- **TASK BRIEF**: Count the lines containing "Copy" in the entries underneath, and state that count without anything else.

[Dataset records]
╭──

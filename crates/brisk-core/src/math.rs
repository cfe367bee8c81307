//! Math utilities
//!
//! Re-exports from glam plus the 2D geometry primitives the collision layer is
//! built on.

use serde::{Deserialize, Serialize};

pub use glam::{Affine2, IVec2, Mat2, Vec2};

/// 3x2 affine matrix (rotation, scale and translation) used to transform
/// polygon points.
pub type Matrix2D = Affine2;

/// Tolerance used where exact float comparisons would be unstable
pub const EPSILON: f32 = 1e-6;

/// Axis-aligned rectangle with a top-left origin (y-down)
#[derive(Debug, Clone, Copy, PartialEq, Default, Serialize, Deserialize)]
pub struct RectangleF {
    /// Left edge
    pub x: f32,
    /// Top edge
    pub y: f32,
    /// Width, never negative for collider bounds
    pub width: f32,
    /// Height, never negative for collider bounds
    pub height: f32,
}

impl RectangleF {
    /// Zero-sized rectangle at the origin
    pub const EMPTY: Self = Self {
        x: 0.0,
        y: 0.0,
        width: 0.0,
        height: 0.0,
    };

    /// Create a rectangle from its top-left corner and size
    pub const fn new(x: f32, y: f32, width: f32, height: f32) -> Self {
        Self {
            x,
            y,
            width,
            height,
        }
    }

    /// Create a rectangle from a location and a size vector
    pub fn from_location_size(location: Vec2, size: Vec2) -> Self {
        Self::new(location.x, location.y, size.x, size.y)
    }

    /// Create a rectangle spanning two corners
    pub fn from_min_max(min: Vec2, max: Vec2) -> Self {
        Self::new(min.x, min.y, max.x - min.x, max.y - min.y)
    }

    /// Create the smallest rectangle containing every point
    pub fn encompassing_points(points: &[Vec2]) -> Self {
        if points.is_empty() {
            return Self::EMPTY;
        }

        let mut min = Vec2::splat(f32::INFINITY);
        let mut max = Vec2::splat(f32::NEG_INFINITY);
        for point in points {
            min = min.min(*point);
            max = max.max(*point);
        }
        Self::from_min_max(min, max)
    }

    pub fn left(&self) -> f32 {
        self.x
    }

    pub fn right(&self) -> f32 {
        self.x + self.width
    }

    pub fn top(&self) -> f32 {
        self.y
    }

    pub fn bottom(&self) -> f32 {
        self.y + self.height
    }

    /// Top-left corner
    pub fn location(&self) -> Vec2 {
        Vec2::new(self.x, self.y)
    }

    /// Bottom-right corner
    pub fn max(&self) -> Vec2 {
        Vec2::new(self.right(), self.bottom())
    }

    pub fn size(&self) -> Vec2 {
        Vec2::new(self.width, self.height)
    }

    pub fn center(&self) -> Vec2 {
        Vec2::new(self.x + self.width * 0.5, self.y + self.height * 0.5)
    }

    /// Check if a point is inside the rectangle (right and bottom edges excluded)
    pub fn contains(&self, point: Vec2) -> bool {
        self.x <= point.x && point.x < self.right() && self.y <= point.y && point.y < self.bottom()
    }

    /// Check if this rectangle overlaps another. Rectangles that only share an
    /// edge do not intersect.
    pub fn intersects(&self, other: &RectangleF) -> bool {
        other.left() < self.right()
            && self.left() < other.right()
            && other.top() < self.bottom()
            && self.top() < other.bottom()
    }

    /// Smallest rectangle containing both rectangles
    pub fn union(&self, other: &RectangleF) -> RectangleF {
        Self::from_min_max(
            self.location().min(other.location()),
            self.max().max(other.max()),
        )
    }

    /// Grow (or shrink, with negative amounts) every edge outward
    pub fn inflate(&self, horizontal: f32, vertical: f32) -> RectangleF {
        Self::new(
            self.x - horizontal,
            self.y - vertical,
            self.width + horizontal * 2.0,
            self.height + vertical * 2.0,
        )
    }

    /// Translate the rectangle
    pub fn offset(&self, delta: Vec2) -> RectangleF {
        Self::new(self.x + delta.x, self.y + delta.y, self.width, self.height)
    }

    /// Bounds covering this rectangle before and after moving by `delta`
    pub fn swept_broadphase_bounds(&self, delta: Vec2) -> RectangleF {
        self.union(&self.offset(delta))
    }

    /// Slab test against a ray. Returns the fraction along `ray.direction`
    /// where the ray enters the rectangle.
    pub fn ray_intersects(&self, ray: &Ray2D) -> Option<f32> {
        let mut distance = 0.0_f32;
        let mut max_value = f32::MAX;

        if ray.direction.x.abs() < EPSILON {
            if ray.start.x < self.x || ray.start.x > self.right() {
                return None;
            }
        } else {
            let inv = 1.0 / ray.direction.x;
            let mut near = (self.x - ray.start.x) * inv;
            let mut far = (self.right() - ray.start.x) * inv;
            if near > far {
                std::mem::swap(&mut near, &mut far);
            }
            distance = distance.max(near);
            max_value = max_value.min(far);
            if distance > max_value {
                return None;
            }
        }

        if ray.direction.y.abs() < EPSILON {
            if ray.start.y < self.y || ray.start.y > self.bottom() {
                return None;
            }
        } else {
            let inv = 1.0 / ray.direction.y;
            let mut near = (self.y - ray.start.y) * inv;
            let mut far = (self.bottom() - ray.start.y) * inv;
            if near > far {
                std::mem::swap(&mut near, &mut far);
            }
            distance = distance.max(near);
            max_value = max_value.min(far);
            if distance > max_value {
                return None;
            }
        }

        Some(distance)
    }

    /// Closest point on the rectangle's border to `point`, together with the
    /// outward normal of the edge it lies on.
    pub fn closest_point_on_border_to_point(&self, point: Vec2) -> (Vec2, Vec2) {
        let mut result = Vec2::new(
            point.x.clamp(self.left(), self.right()),
            point.y.clamp(self.top(), self.bottom()),
        );
        let mut normal = Vec2::ZERO;

        if result != point {
            // Outside: clamping already landed on the border
            if result.x == self.left() && point.x < self.left() {
                normal.x = -1.0;
            } else if result.x == self.right() && point.x > self.right() {
                normal.x = 1.0;
            }
            if result.y == self.top() && point.y < self.top() {
                normal.y = -1.0;
            } else if result.y == self.bottom() && point.y > self.bottom() {
                normal.y = 1.0;
            }
            return (result, normal.normalize_or_zero());
        }

        let dl = result.x - self.left();
        let dr = self.right() - result.x;
        let dt = result.y - self.top();
        let db = self.bottom() - result.y;
        let min = dl.min(dr).min(dt).min(db);

        if min == dt {
            result.y = self.top();
            normal.y = -1.0;
        } else if min == db {
            result.y = self.bottom();
            normal.y = 1.0;
        } else if min == dl {
            result.x = self.left();
            normal.x = -1.0;
        } else {
            result.x = self.right();
            normal.x = 1.0;
        }

        (result, normal)
    }

    /// Closest point on the rectangle's border to the origin, restricted to
    /// the four axis directions. Used to read the MTV off a Minkowski difference.
    pub fn closest_point_on_bounds_to_origin(&self) -> Vec2 {
        let max = self.max();
        let mut min_dist = self.x.abs();
        let mut bounds_point = Vec2::new(self.x, 0.0);

        if max.x.abs() < min_dist {
            min_dist = max.x.abs();
            bounds_point = Vec2::new(max.x, 0.0);
        }

        if max.y.abs() < min_dist {
            min_dist = max.y.abs();
            bounds_point = Vec2::new(0.0, max.y);
        }

        if self.y.abs() < min_dist {
            bounds_point = Vec2::new(0.0, self.y);
        }

        bounds_point
    }
}

/// Line segment used for casts. `direction` is `end - start` and is not normalized.
#[derive(Debug, Clone, Copy, PartialEq)]
pub struct Ray2D {
    pub start: Vec2,
    pub end: Vec2,
    pub direction: Vec2,
}

impl Ray2D {
    pub fn new(start: Vec2, end: Vec2) -> Self {
        Self {
            start,
            end,
            direction: end - start,
        }
    }
}

/// Apply `matrix` to every point of `src`, writing into `dst`
pub fn transform_points(matrix: &Matrix2D, src: &[Vec2], dst: &mut Vec<Vec2>) {
    dst.clear();
    dst.extend(src.iter().map(|p| matrix.transform_point2(*p)));
}

/// Point on a circle at `angle_degrees` measured clockwise from +x (y-down)
pub fn point_on_circle(center: Vec2, radius: f32, angle_degrees: f32) -> Vec2 {
    let radians = angle_degrees.to_radians();
    Vec2::new(
        radians.cos() * radius + center.x,
        radians.sin() * radius + center.y,
    )
}

/// Unnormalized perpendicular of the segment `first -> second`
pub fn perpendicular(first: Vec2, second: Vec2) -> Vec2 {
    Vec2::new(-(second.y - first.y), second.x - first.x)
}

/// Closest point to `point` on the segment `a -> b`
pub fn closest_point_on_line(a: Vec2, b: Vec2, point: Vec2) -> Vec2 {
    let v = b - a;
    let length_squared = v.length_squared();
    if length_squared < EPSILON {
        return a;
    }
    let t = ((point - a).dot(v) / length_squared).clamp(0.0, 1.0);
    a + v * t
}

/// Unsigned angle between two vectors in degrees
pub fn angle_between(from: Vec2, to: Vec2) -> f32 {
    let denominator = (from.length_squared() * to.length_squared()).sqrt();
    if denominator < EPSILON {
        return 0.0;
    }
    let dot = (from.dot(to) / denominator).clamp(-1.0, 1.0);
    dot.acos().to_degrees()
}

/// Intersection of segments `a1 -> a2` and `b1 -> b2`. Returns the parametric
/// position along each segment. Parallel segments never intersect.
pub fn segment_intersection(a1: Vec2, a2: Vec2, b1: Vec2, b2: Vec2) -> Option<(f32, f32)> {
    let b = a2 - a1;
    let d = b2 - b1;
    let b_dot_d_perp = b.x * d.y - b.y * d.x;
    if b_dot_d_perp == 0.0 {
        return None;
    }

    let c = b1 - a1;
    let t = (c.x * d.y - c.y * d.x) / b_dot_d_perp;
    if !(0.0..=1.0).contains(&t) {
        return None;
    }

    let u = (c.x * b.y - c.y * b.x) / b_dot_d_perp;
    if !(0.0..=1.0).contains(&u) {
        return None;
    }

    Some((t, u))
}

/// Linear interpolation
pub fn lerp(a: f32, b: f32, t: f32) -> f32 {
    a + (b - a) * t
}

/// Inverse linear interpolation
pub fn inverse_lerp(a: f32, b: f32, value: f32) -> f32 {
    if (b - a).abs() < f32::EPSILON {
        0.0
    } else {
        (value - a) / (b - a)
    }
}
//! Brisk CLI entry point

use anyhow::Result;
use clap::Parser;

use brisk_cli::{Cli, execute};

fn main() -> Result<()> {
    let cli = Cli::parse();
    execute(cli)
}
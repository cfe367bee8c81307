use brisk_core::Vec2;

use crate::results::CollisionResult;
use crate::shapes::{BoxShape, Circle, Polygon};

/// A point counts as colliding only when strictly inside, since a point on
/// the boundary has nothing to push out.
pub fn point_to_circle(point: Vec2, circle: &Circle) -> Option<CollisionResult> {
    let offset = point - circle.position;
    let distance_squared = offset.length_squared();
    if distance_squared > circle.radius * circle.radius {
        return None;
    }

    let normal = offset.normalize_or_zero();
    let depth = circle.radius - distance_squared.sqrt();
    let mtv = -normal * depth;
    if mtv == Vec2::ZERO {
        return None;
    }

    Some(CollisionResult {
        collider: None,
        normal,
        minimum_translation_vector: mtv,
        point: circle.position + normal * circle.radius,
    })
}

pub fn point_to_box(point: Vec2, shape: &BoxShape) -> Option<CollisionResult> {
    if !shape.contains_point(point) {
        return None;
    }

    let (closest, normal) = shape.bounds().closest_point_on_border_to_point(point);
    let mtv = point - closest;
    if mtv == Vec2::ZERO {
        return None;
    }

    Some(CollisionResult {
        collider: None,
        normal,
        minimum_translation_vector: mtv,
        point: closest,
    })
}

pub fn point_to_polygon(point: Vec2, polygon: &Polygon) -> Option<CollisionResult> {
    if !polygon.contains_point(point) {
        return None;
    }

    let local = point - polygon.position;
    let (closest, _, normal) = polygon.closest_point_to(local);
    let mtv = local - closest;
    if mtv == Vec2::ZERO {
        return None;
    }

    Some(CollisionResult {
        collider: None,
        normal,
        minimum_translation_vector: mtv,
        point: closest + polygon.position,
    })
}
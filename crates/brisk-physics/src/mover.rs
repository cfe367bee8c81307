//! Movers
//!
//! [`Mover`] moves an entity but stops at solid colliders, then runs trigger
//! detection. [`ProjectileMover`] always moves the full distance and reports
//! every overlap as a trigger enter, every frame.

use brisk_core::{Entity, Vec2};

use crate::collider::Collider;
use crate::error::PhysicsResult;
use crate::results::CollisionResult;
use crate::triggers::ColliderTriggerHelper;
use crate::world::PhysicsWorld;

/// Clipped movement for an entity with a solid collider
#[derive(Debug, Clone)]
pub struct Mover {
    entity: Entity,
    trigger_helper: ColliderTriggerHelper,
}

impl Mover {
    pub fn new(entity: Entity) -> Self {
        Self {
            entity,
            trigger_helper: ColliderTriggerHelper::new(entity),
        }
    }

    pub fn entity(&self) -> Entity {
        self.entity
    }

    pub fn trigger_helper(&self) -> &ColliderTriggerHelper {
        &self.trigger_helper
    }

    /// Clip `motion` against every solid neighbor in its path without moving
    /// anything. Each hit backs off by its MTV, so pushing into a corner backs
    /// off from both walls. Returns the last hit, if any.
    ///
    /// Trigger colliders and entities without a collider are never clipped.
    pub fn calculate_movement(
        &mut self,
        world: &mut PhysicsWorld,
        motion: &mut Vec2,
    ) -> PhysicsResult<Option<CollisionResult>> {
        world.position(self.entity)?;

        let Some(collider) = world.collider_of(self.entity) else {
            return Ok(None);
        };
        if world.collider(collider).is_none_or(Collider::is_trigger) {
            return Ok(None);
        }

        let result = world.will_collide_with_any(collider, motion)?;
        if let Some(hit) = &result {
            tracing::trace!(entity = ?self.entity, collider = ?hit.collider, motion = ?*motion, "mover clipped");
        }
        Ok(result)
    }

    /// Move by `motion` as-is and report trigger changes
    pub fn apply_movement(&mut self, world: &mut PhysicsWorld, motion: Vec2) -> PhysicsResult<()> {
        world.translate(self.entity, motion)?;
        self.trigger_helper.update(world)
    }

    /// Clip `motion` and apply it. `Some` when a solid collider was hit.
    pub fn move_by(
        &mut self,
        world: &mut PhysicsWorld,
        mut motion: Vec2,
    ) -> PhysicsResult<Option<CollisionResult>> {
        let result = self.calculate_movement(world, &mut motion)?;
        self.apply_movement(world, motion)?;
        Ok(result)
    }
}

/// Unclipped movement that treats every overlap as a trigger hit. Meant for
/// projectiles that get destroyed on their first hit.
#[derive(Debug, Clone, Copy)]
pub struct ProjectileMover {
    entity: Entity,
}

impl ProjectileMover {
    pub fn new(entity: Entity) -> Self {
        Self { entity }
    }

    pub fn entity(&self) -> Entity {
        self.entity
    }

    /// Move by the full `motion`, then fire trigger enter on both sides for
    /// every enabled collider overlapping at the new position. Returns
    /// whether anything was hit.
    pub fn move_by(&self, world: &mut PhysicsWorld, motion: Vec2) -> PhysicsResult<bool> {
        world.translate(self.entity, motion)?;

        let Some(collider) = world.collider_of(self.entity) else {
            return Ok(false);
        };
        let bounds = world.collider_bounds(collider)?;
        let mask = world.collider(collider).map_or(0, Collider::collides_with_layers);
        let neighbors = world.take_broadphase(&bounds, Some(collider), mask);

        let mut did_collide = false;
        for &neighbor in &neighbors {
            if !world.collider(neighbor).is_some_and(Collider::enabled) {
                continue;
            }
            if world.overlaps(collider, neighbor)? {
                did_collide = true;
                world.notify_side(neighbor, collider, true);
                world.notify_side(collider, neighbor, true);
            }
        }
        world.recycle_broadphase(neighbors);

        Ok(did_collide)
    }
}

╰──

- **COMPLETED TASK**: 3